- **What you should do**: The first line to keep is the one containing "must be 1-16"; restate it and all lines after it through the end of the material, word for word and nothing else.

- **Study material**:
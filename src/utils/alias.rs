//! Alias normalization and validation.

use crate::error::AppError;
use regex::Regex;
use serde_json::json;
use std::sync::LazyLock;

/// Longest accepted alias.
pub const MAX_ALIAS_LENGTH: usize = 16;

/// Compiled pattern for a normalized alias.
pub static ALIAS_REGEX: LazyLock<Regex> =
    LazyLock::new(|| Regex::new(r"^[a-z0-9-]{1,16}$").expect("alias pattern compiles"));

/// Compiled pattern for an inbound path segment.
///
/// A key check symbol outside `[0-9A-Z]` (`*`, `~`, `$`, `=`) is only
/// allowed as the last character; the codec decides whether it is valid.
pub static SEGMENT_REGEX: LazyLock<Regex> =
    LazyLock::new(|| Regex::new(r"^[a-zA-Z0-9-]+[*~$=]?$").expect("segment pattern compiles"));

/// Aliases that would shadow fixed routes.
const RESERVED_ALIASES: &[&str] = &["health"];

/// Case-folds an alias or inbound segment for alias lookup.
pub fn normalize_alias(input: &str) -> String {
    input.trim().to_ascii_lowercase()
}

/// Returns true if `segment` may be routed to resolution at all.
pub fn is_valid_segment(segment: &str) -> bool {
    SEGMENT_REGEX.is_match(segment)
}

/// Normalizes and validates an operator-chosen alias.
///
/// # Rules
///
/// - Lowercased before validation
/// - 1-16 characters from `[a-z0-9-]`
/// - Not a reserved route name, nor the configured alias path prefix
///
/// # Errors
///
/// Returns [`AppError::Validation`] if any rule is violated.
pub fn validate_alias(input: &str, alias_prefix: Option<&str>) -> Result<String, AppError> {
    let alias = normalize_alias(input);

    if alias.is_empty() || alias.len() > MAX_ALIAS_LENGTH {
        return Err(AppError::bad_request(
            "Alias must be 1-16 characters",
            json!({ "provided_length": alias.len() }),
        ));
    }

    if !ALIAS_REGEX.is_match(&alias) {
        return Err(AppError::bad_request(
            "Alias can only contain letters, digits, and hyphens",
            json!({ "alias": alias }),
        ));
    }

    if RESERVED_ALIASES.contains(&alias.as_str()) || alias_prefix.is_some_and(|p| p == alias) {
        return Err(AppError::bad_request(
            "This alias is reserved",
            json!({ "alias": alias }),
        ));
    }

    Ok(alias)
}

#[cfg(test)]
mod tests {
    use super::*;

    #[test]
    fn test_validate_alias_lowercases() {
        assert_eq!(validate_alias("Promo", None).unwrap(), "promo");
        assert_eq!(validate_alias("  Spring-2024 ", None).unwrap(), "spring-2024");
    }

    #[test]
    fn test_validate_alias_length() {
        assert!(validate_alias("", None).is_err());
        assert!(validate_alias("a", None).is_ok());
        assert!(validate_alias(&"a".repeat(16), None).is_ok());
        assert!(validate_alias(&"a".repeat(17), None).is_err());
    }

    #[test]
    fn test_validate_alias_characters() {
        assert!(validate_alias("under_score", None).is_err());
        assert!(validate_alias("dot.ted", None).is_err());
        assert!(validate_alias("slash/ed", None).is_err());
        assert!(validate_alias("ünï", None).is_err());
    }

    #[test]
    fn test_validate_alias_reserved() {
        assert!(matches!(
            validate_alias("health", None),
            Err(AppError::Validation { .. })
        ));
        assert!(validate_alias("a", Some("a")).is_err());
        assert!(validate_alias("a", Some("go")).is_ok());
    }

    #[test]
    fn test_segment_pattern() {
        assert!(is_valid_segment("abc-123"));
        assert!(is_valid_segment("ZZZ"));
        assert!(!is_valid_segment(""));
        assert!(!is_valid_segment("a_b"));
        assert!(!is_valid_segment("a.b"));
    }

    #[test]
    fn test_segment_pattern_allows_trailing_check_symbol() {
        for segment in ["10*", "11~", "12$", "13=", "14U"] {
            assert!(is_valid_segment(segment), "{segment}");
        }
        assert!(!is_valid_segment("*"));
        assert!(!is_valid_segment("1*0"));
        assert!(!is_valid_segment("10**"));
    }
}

- **Answer for this exercise**:
            "Alias must be 1-16 characters",
            json!({ "provided_length": alias.len() }),
        ));
    }

    if !ALIAS_REGEX.is_match(&alias) {
        return Err(AppError::bad_request(
            "Alias can only contain letters, digits, and hyphens",
            json!({ "alias": alias }),
        ));
    }

    if RESERVED_ALIASES.contains(&alias.as_str()) || alias_prefix.is_some_and(|p| p == alias) {
        return Err(AppError::bad_request(
            "This alias is reserved",
            json!({ "alias": alias }),
        ));
    }

    Ok(alias)
}

#[cfg(test)]
mod tests {
    use super::*;

    #[test]
    fn test_validate_alias_lowercases() {
        assert_eq!(validate_alias("Promo", None).unwrap(), "promo");
        assert_eq!(validate_alias("  Spring-2024 ", None).unwrap(), "spring-2024");
    }

    #[test]
    fn test_validate_alias_length() {
        assert!(validate_alias("", None).is_err());
        assert!(validate_alias("a", None).is_ok());
        assert!(validate_alias(&"a".repeat(16), None).is_ok());
        assert!(validate_alias(&"a".repeat(17), None).is_err());
    }

    #[test]
    fn test_validate_alias_characters() {
        assert!(validate_alias("under_score", None).is_err());
        assert!(validate_alias("dot.ted", None).is_err());
        assert!(validate_alias("slash/ed", None).is_err());
        assert!(validate_alias("ünï", None).is_err());
    }

    #[test]
    fn test_validate_alias_reserved() {
        assert!(matches!(
            validate_alias("health", None),
            Err(AppError::Validation { .. })
        ));
        assert!(validate_alias("a", Some("a")).is_err());
        assert!(validate_alias("a", Some("go")).is_ok());
    }

    #[test]
    fn test_segment_pattern() {
        assert!(is_valid_segment("abc-123"));
        assert!(is_valid_segment("ZZZ"));
        assert!(!is_valid_segment(""));
        assert!(!is_valid_segment("a_b"));
        assert!(!is_valid_segment("a.b"));
    }

    #[test]
    fn test_segment_pattern_allows_trailing_check_symbol() {
        for segment in ["10*", "11~", "12$", "13=", "14U"] {
            assert!(is_valid_segment(segment), "{segment}");
        }
        assert!(!is_valid_segment("*"));
        assert!(!is_valid_segment("1*0"));
        assert!(!is_valid_segment("10**"));
    }
}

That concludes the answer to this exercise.